He has three options ahead of him: to sign up as a Shadow Cabinet member; to return to the backbenches; or to walk away from British politics altogether. Labour, and especially Ed, must be desperate that he opts for the first: rumours are flying around that he has been offered Shadow Chancellor. But how attractive would serving in a subordinate position to his brother be – especially when you consider that economics was probably the biggest difference in their campaign positions? Equally, does he really want to retire to a sort of ‘King over the water’ position on the back benches? For all the bitterness he must be feeling, Ed is his brother, and David’s presence as a backbencher couldn’t help but be a destabilising influence. Walking away altogether must be tempting, but there probably aren’t nearly so many lucrative and imposing international jobs as people seem to think.
I’m not going to try and predict what he’ll do – this all seems more like an emotional choice than a wholly rational one – but in his position I might be tempted to exploit the fact that his brother now needs him far more than he needs his brother.

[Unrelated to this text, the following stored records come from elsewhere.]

impl CacheValue for CachedClassification {
    fn size_bytes(&self) -> usize {
        self.0.approximate_size_bytes()
    }
}

/// Caller-supplied context: registry, caches, telemetry, worker pool.
pub struct ParserContext {
    pub registry: Arc<PatternRegistry>,
    pub caches: Arc<CacheCoordinator>,
    pub telemetry: Arc<TelemetryHub>,
    pub config: EngineConfig,
    pool: rayon::ThreadPool,
}

impl ParserContext {
    /// Build a context with the named caches registered and a bounded
    /// worker pool for pattern fan-out.
    pub fn new(config: EngineConfig) -> Result<Self> {
        let pool = rayon::ThreadPoolBuilder::new()
            .num_threads(config.effective_workers())
            .thread_name(|i| format!("parsemill-worker-{i}"))
            .build()
            .context("Failed to build the pattern worker pool")?;

        let caches = Arc::new(CacheCoordinator::new());
        let ttl = Duration::from_secs(config.default_ttl_secs);
        for (name, budget) in [
            (AST_CACHE, config.ast_cache_bytes),
            (PATTERN_CACHE, config.pattern_cache_bytes),
            (CLASSIFICATION_CACHE, config.classification_cache_bytes),
        ] {
            caches.register(Arc::new(UnifiedCache::new(
                name,
                CachePolicy {
                    budget_bytes: budget,
                    default_ttl: ttl,
                    adaptive_ttl: config.adaptive_ttl,
                },
            )));
        }

        Ok(Self {
            registry: Arc::new(PatternRegistry::new()),
            caches,
            telemetry: Arc::new(TelemetryHub::new()),
            config,
            pool,
        })
    }

    fn cache(&self, name: &str) -> Option<Arc<UnifiedCache>> {
        self.caches.cache(name)
    }
}

/// The facade. Safe to share and invoke from many threads.
pub struct UnifiedParser {
    ctx: Arc<ParserContext>,
    backends: BackendSet,
}

impl UnifiedParser {
    pub fn new(ctx: Arc<ParserContext>) -> Self {
        Self {
            ctx,
            backends: BackendSet::with_builtins(),
        }
    }

    pub fn context(&self) -> &ParserContext {
        &self.ctx
    }

    /// Classification with the persistent classification cache consulted
    /// by (path, content hash).
    pub fn classify(&self, path: &Path, bytes_prefix: &[u8]) -> Classification {
        self.classify_cached(path, bytes_prefix, None)
    }

    fn classify_cached(
        &self,
        path: &Path,
        bytes_prefix: &[u8],
        declared: Option<&str>,
    ) -> Classification {
        let sniff = &bytes_prefix[..bytes_prefix.len().min(self.ctx.config.sniff_limit_bytes)];
        let key = format!(
            "cls:{}:{:016x}:{}",
            path.display(),
            content_hash(sniff),
            declared.unwrap_or_default(),
        );

        if let Some(cache) = self.ctx.cache(CLASSIFICATION_CACHE)
            && let Some(hit) = cache.get_as::<CachedClassification>(&key)
        {
            return hit.0.clone();
        }

        let started = Instant::now();
        let classification = classify::classify_with_declared(path, sniff, declared);
        self.ctx.telemetry.record(MetricRecord {
            component: "classifier",
            language: Some(classification.language_id.clone()),
            pattern_id: None,
            operation: Operation::Classify,
            duration_us: started.elapsed().as_micros() as u64,
            success: true,
        });

        if let Some(cache) = self.ctx.cache(CLASSIFICATION_CACHE)
            && let Err(kind) = cache.set(
                &key,
                Arc::new(CachedClassification(classification.clone())),
                None,
                &[],
            )
        {
            self.ctx.telemetry.record_issue(&kind);
        }

        classification
    }

    /// Parse one source unit. Total: every outcome is a `ParserResult`.
    #[instrument(skip_all, fields(path = %path.display(), bytes = bytes.len()))]
    pub fn parse(&self, path: &Path, bytes: &[u8], options: &ParseOptions) -> ParserResult {
        let started = Instant::now();
        let deadline = options.deadline_from(started);

        let unit = SourceUnit {
            path,
            bytes,
            declared_language: None,
        };
        let mut result = self.parse_unit(unit, options, deadline);

        result.telemetry.elapsed_us = started.elapsed().as_micros() as u64;
        self.ctx.telemetry.record(MetricRecord {
            component: "unified_parser",
            language: Some(result.classification.language_id.clone()),
            pattern_id: None,
            operation: Operation::Parse,
            duration_us: result.telemetry.elapsed_us,
            success: result.success,
        });
        result
    }

    /// Parse from a lazy reader. When the source bytes cannot be
    /// sampled, the classification failure is surfaced as `Unreadable`
    /// on a result that still carries a path-derived classification.
    pub fn parse_from_reader<R: std::io::Read>(
        &self,
        path: &Path,
        reader: &mut R,
        options: &ParseOptions,
    ) -> ParserResult {
        let mut bytes = Vec::new();
        match reader.read_to_end(&mut bytes) {
            Ok(_) => self.parse(path, &bytes, options),
            Err(error) => {
                debug!(%error, "source bytes could not be sampled");
                let kind = ParseErrorKind::Unreadable;
                self.ctx.telemetry.record_issue(&kind);

                let mut result =
                    ParserResult::empty(classify::classify_with_declared(path, b"", None));
                result
                    .errors
                    .push(ParseIssue::new(Stage::Classify, "classifier", kind));
                result.success = !result.errors.iter().any(|issue| is_surfaced(&issue.kind));
                result
            }
        }
    }

    fn parse_unit(
        &self,
        unit: SourceUnit<'_>,
        options: &ParseOptions,
        deadline: Deadline,
    ) -> ParserResult {
        // Stage 1: classify. Classification is always populated, even on
        // the cancellation path.
        let classification =
            self.classify_cached(unit.path, unit.bytes, unit.declared_language);
        let mut result = ParserResult::empty(classification);

        if self.cancelled(&mut result, deadline, Stage::Classify) {
            return result;
        }

        // Stage 2: binary and unparseable units are empty successes.
        if result.classification.parser_kind == ParserKind::None
            || result.classification.file_kind == FileKind::Binary
        {
            debug!("binary or unparseable unit, returning empty result");
            return result;
        }

        // Stage 3: resolve a backend, walking fallbacks.
        let Some((language, backend)) = self.backends.resolve(&result.classification) else {
            let kind = ParseErrorKind::BackendUnavailable {
                language: result.classification.language_id.clone(),
            };
            self.ctx.telemetry.record_issue(&kind);
            result
                .errors
                .push(ParseIssue::new(Stage::Parse, "backend", kind));
            result.success = false;
            return result;
        };

        // Stages 4-5: parse, consulting the persistent AST cache.
        let hash = content_hash(unit.bytes);
        let tree = match self.parse_with_cache(&language, unit.bytes, hash, &backend, deadline) {
            Ok(tree) => tree,
            Err(kind) => {
                self.ctx.telemetry.record_issue(&kind);
                result
                    .errors
                    .push(ParseIssue::new(Stage::Parse, "backend", kind));
                result.success = false;
                return result;
            }
        };

        if self.cancelled(&mut result, deadline, Stage::Parse) {
            return result;
        }

        // Stage 6-7: load patterns and run the engine.
        let request_cache = options
            .shared_request_cache
            .clone()
            .or_else(|| options.request_cache_enabled.then(|| Arc::new(RequestCache::new())));

        let pattern_cache = self.ctx.cache(PATTERN_CACHE);
        let engine = PatternEngine {
            registry: &self.ctx.registry,
            ast: &self.backends.ast,
            telemetry: &self.ctx.telemetry,
            pattern_cache: pattern_cache.as_deref(),
            request_cache: request_cache.as_deref(),
            deadline,
            strategy_budget: Duration::from_millis(self.ctx.config.strategy_budget_ms),
            content_hash: hash,
        };

        let sweep = engine.process_all(
            &tree,
            unit.bytes,
            &language,
            options.categories.as_ref(),
            Some(&self.ctx.pool),
        );

        result.matches = sweep.matches;
        result.errors.extend(sweep.issues);
        result.telemetry.patterns_run = sweep.patterns_run;
        result.telemetry.matches_found = result.matches.len();
        result.telemetry.recovery_attempts = sweep.recovery_attempts;
        result.telemetry.recovered_matches = sweep.recovered_matches;
        result.telemetry.cache_hits = sweep.cache_hits;

        if self.cancelled(&mut result, deadline, Stage::Patterns) {
            return result;
        }

        // Stage 8: materialize blocks for the structural subset.
        if options.extract_blocks {
            let started = Instant::now();
            result.blocks = self.materialize_blocks(&language, unit.bytes, &tree, &result.matches);
            self.ctx.telemetry.record(MetricRecord {
                component: "block_extractor",
                language: Some(language.clone()),
                pattern_id: None,
                operation: Operation::Blocks,
                duration_us: started.elapsed().as_micros() as u64,
                success: true,
            });
        }

        if self.cancelled(&mut result, deadline, Stage::Blocks) {
            return result;
        }

        // Stage 9: categorized features.
        if options.extract_features {
            let started = Instant::now();
            result.features = features::extract(&result.matches, &language);
            self.ctx.telemetry.record(MetricRecord {
                component: "feature_extractor",
                language: Some(language.clone()),
                pattern_id: None,
                operation: Operation::Features,
                duration_us: started.elapsed().as_micros() as u64,
                success: true,
            });
        }

        if options.include_ast {
            result.tree = Some(tree);
        }

        // Surfaced error kinds flip success; locally-recovered ones are
        // annotations on a best-effort result.
        result.success = !result.errors.iter().any(|issue| is_surfaced(&issue.kind));

        result
    }

    fn parse_with_cache(
        &self,
        language: &str,
        bytes: &[u8],
        hash: u64,
        backend: &SelectedBackend<'_>,
        deadline: Deadline,
    ) -> Result<ParseTree, ParseErrorKind> {
        let key = format!("ast:{language}:{hash:016x}");
        let ast_cache = self.ctx.cache(AST_CACHE);

        if let Some(cache) = &ast_cache
            && let Some(hit) = cache.get_as::<CachedTree>(&key)
        {
            return Ok(hit.0.clone());
        }

        let started = Instant::now();
        let tree = match backend {
            SelectedBackend::Ast => self.backends.ast.parse(language, bytes)?,
            SelectedBackend::Custom(parser) => parser.parse(bytes),
        };
        self.ctx.telemetry.record(MetricRecord {
            component: "backend",
            language: Some(language.to_string()),
            pattern_id: None,
            operation: Operation::Parse,
            duration_us: started.elapsed().as_micros() as u64,
            success: true,
        });

        // Cancellation must leave no trace in persistent caches.
        if !deadline.expired()
            && let Some(cache) = &ast_cache
            && let Err(kind) = cache.set(&key, Arc::new(CachedTree(tree.clone())), None, &[])
        {
            self.ctx.telemetry.record_issue(&kind);
        }

        Ok(tree)
    }

    fn materialize_blocks(
        &self,
        language: &str,
        bytes: &[u8],
        tree: &ParseTree,
        matches: &[PatternMatch],
    ) -> Vec<ExtractedBlock> {
        let mut blocks = Vec::new();
        let mut seen_spans = Vec::new();

        for m in matches {
            if !matches!(
                m.metadata.category,
                PatternCategory::Syntax | PatternCategory::Structure | PatternCategory::CodePattern
            ) {
                continue;
            }
            let span_key = (m.primary_span.start_byte, m.primary_span.end_byte);
            if seen_spans.contains(&span_key) {
                continue;
            }
            if let Some(block) =
                blocks::extract_from_match(language, bytes, tree, m, BlockOptions::default())
            {
                seen_spans.push(span_key);
                blocks.push(block);
            }
        }
        blocks
    }

    /// Deadline observation at a stage boundary.
    fn cancelled(&self, result: &mut ParserResult, deadline: Deadline, stage: Stage) -> bool {
        if !deadline.expired() {
            return false;
        }
        let kind = ParseErrorKind::Cancelled;
        self.ctx.telemetry.record_issue(&kind);
        result
            .errors
            .push(ParseIssue::new(stage, "unified_parser", kind));
        result.success = false;
        true
    }
}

If Ed can’t persuade David to stay on in cabinet (or if he can, but only in the semi-detached role of Shadow Foreign Secretary), Ed will need to find a Chancellor. The ‘obvious’ choice would be Ed Balls, who has heavyweight economic credentials (albeit in the ‘persuasive but wrong’ category). That really would be nailing Labour’s colours to the Brownite ‘Labour investment vs. Tory cuts’ approach, and would mean repudiating Labour’s election position, and alienating moderate Darling-ite MPs – who overwhelmingly voted for David as leader. Maybe Balls would be better shadowing the Home Office: he’s an effective opposition politicians, and the Home Office is rarely short of targets. Who for Chancellor then? His wife perhaps? She’s certainly competent enough, although she needs to work on her television manner, but there’s another problem (worse is Mili-D is shadowing the Foreign Office). The four great offices of state would be shadowed by two brothers and two spouses. That’s quite a shallow gene pool.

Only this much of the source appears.